Impôts :  Le fisc poursuit les collectionneurs de cartes Pokémon ?

Les cartes Pokémon, de simples jeux pour enfants ou de véritables objets de collection ? Explorez les implications fiscales qui les entourent.

Impôts   Le fisc poursuit les collectionneurs de cartes Pokémon

Les cartes Pokémon : un phénomène de collection en plein essor, mais confronté à une règle sur l’impôt complexe. Découvrez les détails fiscaux qui concernent les collectionneurs. On va tout vous expliquer dans les paragraphes suivants.

Les cartes Pokémon : de simples jeux à des objets de collection soumis à un montant élevé d’impôt!

Les cartes Pokémon, autrefois considérées comme de simples jeux pour enfants, sont devenues de véritables objets de collection prisés par de nombreux passionnés. Ces dernières années, le marché des cartes Pokémon a connu une véritable explosion. D’ailleurs, il attire même l’attention des investisseurs. Le record de vente a été établi par un exemplaire rare appelé « Pikachu illustrator » qui s’est vendu pour la somme astronomique de 4 477 146 euros.

Pourtant, malgré leur statut d’objets de collection, les cartes à jouer, y compris les cartes Pokémon, ne bénéficient pas du même traitement fiscal que d’autres objets de collection. Selon le Code des impôts français, ces cartes ne sont pas considérées comme des objets de collection, contrairement aux cartes postales ou aux timbres. Cette distinction peut sembler étrange étant donné la valeur croissante et l’engouement autour de ces cartes.

Collection en danger : L’impôt sur les cartes Pokémon

La législation fiscale prévoit qu’aucune déclaration n’est requise pour les transactions de moins de 5 000 euros. Cependant, lorsque la valeur de la vente dépasse ce seuil, le vendeur doit payer un impôt sur le revenu forfaitaire de 19 % en plus des prélèvements sociaux de 17,2 % ! Or cela entraîne une charge fiscale globale de 36,2 %. Il convient de noter que cette taxe est calculée uniquement sur la plus-value réalisée.

Cette règle générale peut sembler désavantageuse pour les collectionneurs qui réalisent des transactions supérieures à 6 000 euros. Certains estiment que cette imposition vise également à freiner la spéculation et à dissuader les investisseurs. Néanmoins, il existe certains avantages liés à ce mode d’imposition. Un système d’abattement progressif s’applique. Et cela offre un abattement annuel de 6 % à partir de la 6ᵉ année de détention, jusqu’à une exonération complète après 22 ans.

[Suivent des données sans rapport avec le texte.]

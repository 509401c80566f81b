extern crate std;

use std::{
    collections::{BTreeSet, HashMap},
    prelude::v1::*,
};

use arbitrary::Arbitrary;
use proptest::strategy::{Just, Strategy};

use crate::{AvlTree, BinaryHeap, ChainedHashMap, HashMapConfig, HeapKind};

#[derive(Copy, Clone, Debug, Arbitrary)]
pub enum ItemValue {
    Index(usize),
    Random(u32),
}

proptest::prop_compose! {
    fn index_strategy()(
        index in 0usize..1000,
    ) -> ItemValue {
        ItemValue::Index(index)
    }
}

proptest::prop_compose! {
    fn random_strategy()(
        random in 0u32..1000,
    ) -> ItemValue {
        ItemValue::Random(random)
    }
}

fn value_strategy() -> impl Strategy<Value = ItemValue> {
    proptest::prop_oneof![index_strategy(), random_strategy()]
}

impl ItemValue {
    // Resolves to a present value (by index into the sorted contents) or an arbitrary one.
    fn resolve(self, sorted: &[u32]) -> u32 {
        match self {
            ItemValue::Index(idx) => {
                if sorted.is_empty() {
                    idx as u32
                } else {
                    sorted[idx % sorted.len()]
                }
            }
            ItemValue::Random(v) => v,
        }
    }
}

// AvlTree ====================================================================

#[derive(Copy, Clone, Debug, Arbitrary)]
pub enum Op {
    Insert(ItemValue),
    Contains(ItemValue),
    Remove(ItemValue),
    Take(ItemValue),
    Minimum,
    Maximum,
    Clear,
}

impl Op {
    fn finalize(self, sorted: &[u32]) -> FinalOp {
        match self {
            Op::Insert(item) => FinalOp::Insert(item.resolve(sorted)),
            Op::Contains(item) => FinalOp::Contains(item.resolve(sorted)),
            Op::Remove(item) => FinalOp::Remove(item.resolve(sorted)),
            Op::Take(item) => FinalOp::Take(item.resolve(sorted)),
            Op::Minimum => FinalOp::Minimum,
            Op::Maximum => FinalOp::Maximum,
            Op::Clear => FinalOp::Clear,
        }
    }
}

#[derive(Copy, Clone, Debug)]
enum FinalOp {
    Insert(u32),
    Contains(u32),
    Remove(u32),
    Take(u32),
    Minimum,
    Maximum,
    Clear,
}

pub fn op_strategy() -> impl Strategy<Value = Op> {
    // Clearing is rare so that trees get a chance to grow.
    proptest::prop_oneof![
        10 => value_strategy().prop_map(Op::Insert),
        4 => value_strategy().prop_map(Op::Contains),
        6 => value_strategy().prop_map(Op::Remove),
        2 => value_strategy().prop_map(Op::Take),
        1 => Just(Op::Minimum),
        1 => Just(Op::Maximum),
        1 => Just(Op::Clear),
    ]
}

/// Asserts that the height of a valid AVL tree with `len` elements is within the worst-case bound.
pub fn assert_height_bound(height: usize, len: usize) {
    let bound = 1.45 * ((len + 2) as f64).log2();
    assert!(
        (height as f64) <= bound,
        "height {height} exceeds AVL bound {bound:.2} for {len} elements"
    );
}

pub fn run_tree_equivalence(ops: Vec<Op>) {
    let mut sorted_values: Vec<u32> = Vec::with_capacity(ops.len());
    let mut btree = BTreeSet::new();
    let mut avl: AvlTree<u32> = AvlTree::new();

    for (op_id, op) in ops.into_iter().enumerate() {
        let final_op = op.finalize(&sorted_values);

        match final_op {
            FinalOp::Insert(value) => {
                assert_eq!(
                    btree.insert(value),
                    avl.insert(value),
                    "FinalOp #{op_id}: {final_op:?}"
                );
            }

            FinalOp::Contains(value) => {
                assert_eq!(
                    btree.contains(&value),
                    avl.contains(&value),
                    "FinalOp #{op_id}: {final_op:?}"
                );
            }

            FinalOp::Remove(value) => {
                assert_eq!(
                    btree.remove(&value),
                    avl.remove(&value),
                    "FinalOp #{op_id}: {final_op:?}"
                );
            }

            FinalOp::Take(value) => {
                assert_eq!(
                    btree.take(&value),
                    avl.take(&value),
                    "FinalOp #{op_id}: {final_op:?}"
                );
            }

            FinalOp::Minimum => {
                assert_eq!(btree.first(), avl.minimum(), "FinalOp #{op_id}: {final_op:?}");
                assert_eq!(avl.minimum(), avl.in_order().next());
            }

            FinalOp::Maximum => {
                assert_eq!(btree.last(), avl.maximum(), "FinalOp #{op_id}: {final_op:?}");
            }

            FinalOp::Clear => {
                btree.clear();
                avl.clear();
            }
        }

        sorted_values.clear();
        sorted_values.extend(btree.iter().copied());

        avl.assert_invariants();
        assert_eq!(btree.len(), avl.len());
        assert!(btree.iter().eq(avl.in_order()));
        assert_eq!(avl.level_order().count(), avl.len());

        match avl.height() {
            Some(height) => assert_height_bound(height, avl.len()),
            None => assert!(avl.is_empty()),
        }
    }
}

// ChainedHashMap =============================================================

#[derive(Copy, Clone, Debug, Arbitrary)]
pub enum MapOp {
    Put(u8, u32),
    Get(u8),
    Remove(u8),
    Increment(u8),
    Clear,
}

pub fn map_op_strategy() -> impl Strategy<Value = MapOp> {
    proptest::prop_oneof![
        8 => (proptest::prelude::any::<u8>(), proptest::prelude::any::<u32>())
            .prop_map(|(k, v)| MapOp::Put(k, v)),
        4 => proptest::prelude::any::<u8>().prop_map(MapOp::Get),
        4 => proptest::prelude::any::<u8>().prop_map(MapOp::Remove),
        2 => proptest::prelude::any::<u8>().prop_map(MapOp::Increment),
        1 => Just(MapOp::Clear),
    ]
}

#[derive(Clone, Debug, Arbitrary)]
pub struct MapInput {
    pub initial_capacity: u8,
    pub ops: Vec<MapOp>,
}

pub fn run_hash_map_equivalence(input: MapInput) {
    let config = HashMapConfig::new().with_initial_capacity(usize::from(input.initial_capacity).max(1));
    let mut chained = ChainedHashMap::with_config(config).expect("valid config");
    let mut std_map = HashMap::new();

    for (op_id, op) in input.ops.into_iter().enumerate() {
        match op {
            MapOp::Put(key, value) => {
                assert_eq!(
                    std_map.insert(key, value),
                    chained.put(key, value),
                    "MapOp #{op_id}: {op:?}"
                );
            }

            MapOp::Get(key) => {
                assert_eq!(std_map.get(&key), chained.get(&key), "MapOp #{op_id}: {op:?}");
                assert_eq!(std_map.contains_key(&key), chained.contains_key(&key));
            }

            MapOp::Remove(key) => {
                assert_eq!(
                    std_map.remove(&key),
                    chained.remove(&key),
                    "MapOp #{op_id}: {op:?}"
                );
            }

            MapOp::Increment(key) => {
                if let Some(value) = std_map.get_mut(&key) {
                    *value = value.wrapping_add(1);
                }
                if let Some(value) = chained.get_mut(&key) {
                    *value = value.wrapping_add(1);
                }
            }

            MapOp::Clear => {
                std_map.clear();
                chained.clear();
            }
        }

        assert_eq!(std_map.len(), chained.len());
        assert!((chained.len() as f32) <= chained.capacity() as f32 * chained.load_factor());

        let mut entries: Vec<(u8, u32)> = chained.iter().map(|(&k, &v)| (k, v)).collect();
        entries.sort_unstable();
        let mut expected: Vec<(u8, u32)> = std_map.iter().map(|(&k, &v)| (k, v)).collect();
        expected.sort_unstable();
        assert_eq!(entries, expected);
    }
}

// BinaryHeap =================================================================

#[derive(Copy, Clone, Debug, Arbitrary)]
pub enum HeapOp {
    Push(u32),
    Pop,
    Peek,
}

pub fn heap_op_strategy() -> impl Strategy<Value = HeapOp> {
    proptest::prop_oneof![
        3 => (0u32..1000).prop_map(HeapOp::Push),
        2 => Just(HeapOp::Pop),
        1 => Just(HeapOp::Peek),
    ]
}

#[derive(Clone, Debug, Arbitrary)]
pub struct HeapInput {
    pub kind: HeapKind,
    pub initial: Vec<u32>,
    pub ops: Vec<HeapOp>,
}

pub fn heap_input_strategy(ops: core::ops::Range<usize>) -> impl Strategy<Value = HeapInput> {
    (
        proptest::prop_oneof![Just(HeapKind::Min), Just(HeapKind::Max)],
        proptest::collection::vec(0u32..1000, 0..64),
        proptest::collection::vec(heap_op_strategy(), ops),
    )
        .prop_map(|(kind, initial, ops)| HeapInput { kind, initial, ops })
}

pub fn run_heap_equivalence(input: HeapInput) {
    let HeapInput { kind, initial, ops } = input;

    // Reference contents, kept sorted so that the top of the heap is always at the end.
    let mut sorted = initial.clone();
    let sort = |v: &mut Vec<u32>| match kind {
        HeapKind::Min => v.sort_unstable_by(|a, b| b.cmp(a)),
        HeapKind::Max => v.sort_unstable(),
    };
    sort(&mut sorted);

    let mut heap = BinaryHeap::from_vec(kind, initial);
    heap.assert_invariants();

    for (op_id, op) in ops.into_iter().enumerate() {
        match op {
            HeapOp::Push(value) => {
                sorted.push(value);
                sort(&mut sorted);
                heap.push(value);
            }

            HeapOp::Pop => {
                assert_eq!(sorted.pop(), heap.pop(), "HeapOp #{op_id}: {op:?}");
            }

            HeapOp::Peek => {
                assert_eq!(sorted.last(), heap.peek(), "HeapOp #{op_id}: {op:?}");
            }
        }

        heap.assert_invariants();
        assert_eq!(sorted.len(), heap.len());
    }

    sorted.reverse();
    assert_eq!(sorted, heap.into_sorted_vec());
}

L’engouement pour les cartes Pokémon et ses conséquences fiscales

L’intérêt croissant pour les cartes Pokémon a entraîné une augmentation significative de la demande et des prix sur le marché. Selon une enquête réalisée par EBay, près de 8 % des Français collectionnent des cartes à jouer. Et cela concerne aussi bien les cartes Pokémon et Yu-Gi-Oh!  De juin 2020 à mai 2021, la demande a augmenté huit fois. Puis, les prix ont augmenté de 24 % sur la même période, selon le comparateur de prix Idealo.

Les collectionneurs, confrontés à l’imposition élevée sur les plus-values, doivent désormais prendre en compte cet aspect fiscal lorsqu’ils envisagent de vendre leurs cartes Pokémon. Certains pourraient être dissuadés de réaliser des transactions importantes en raison de la charge fiscale importante, tandis que d’autres pourraient chercher des moyens légaux de minimiser leur obligation fiscale.

Les enjeux de l’impôt sur les cartes Pokémon en tant qu’objets de collection

La classification des cartes Pokémon en tant que biens de consommation plutôt qu’en tant qu’objets de collection a des conséquences significatives sur leur imposition fiscale. Alors que de nombreux collectionneurs considèrent ces cartes comme des objets de valeur à part entière, le cadre fiscal actuel les traite différemment. Cette situation soulève des questions sur la pertinence de la législation en vigueur. Cela suscite également des questions sur comment elle s’adapte à l’évolution du marché des objets de collection.

Certains défenseurs des collectionneurs estiment que la doctrine fiscale actuelle pénalise ces passionnés et limite leur capacité à profiter pleinement de leurs investissements. Bien qu’elles reconnaissent l’objectif potentiel de freiner la spéculation, ces voix suggèrent qu’on pourrait envisager des mesures plus équilibrées. Et ce, pour tenir compte du caractère collectionnable des cartes Pokémon et de leur valeur croissante.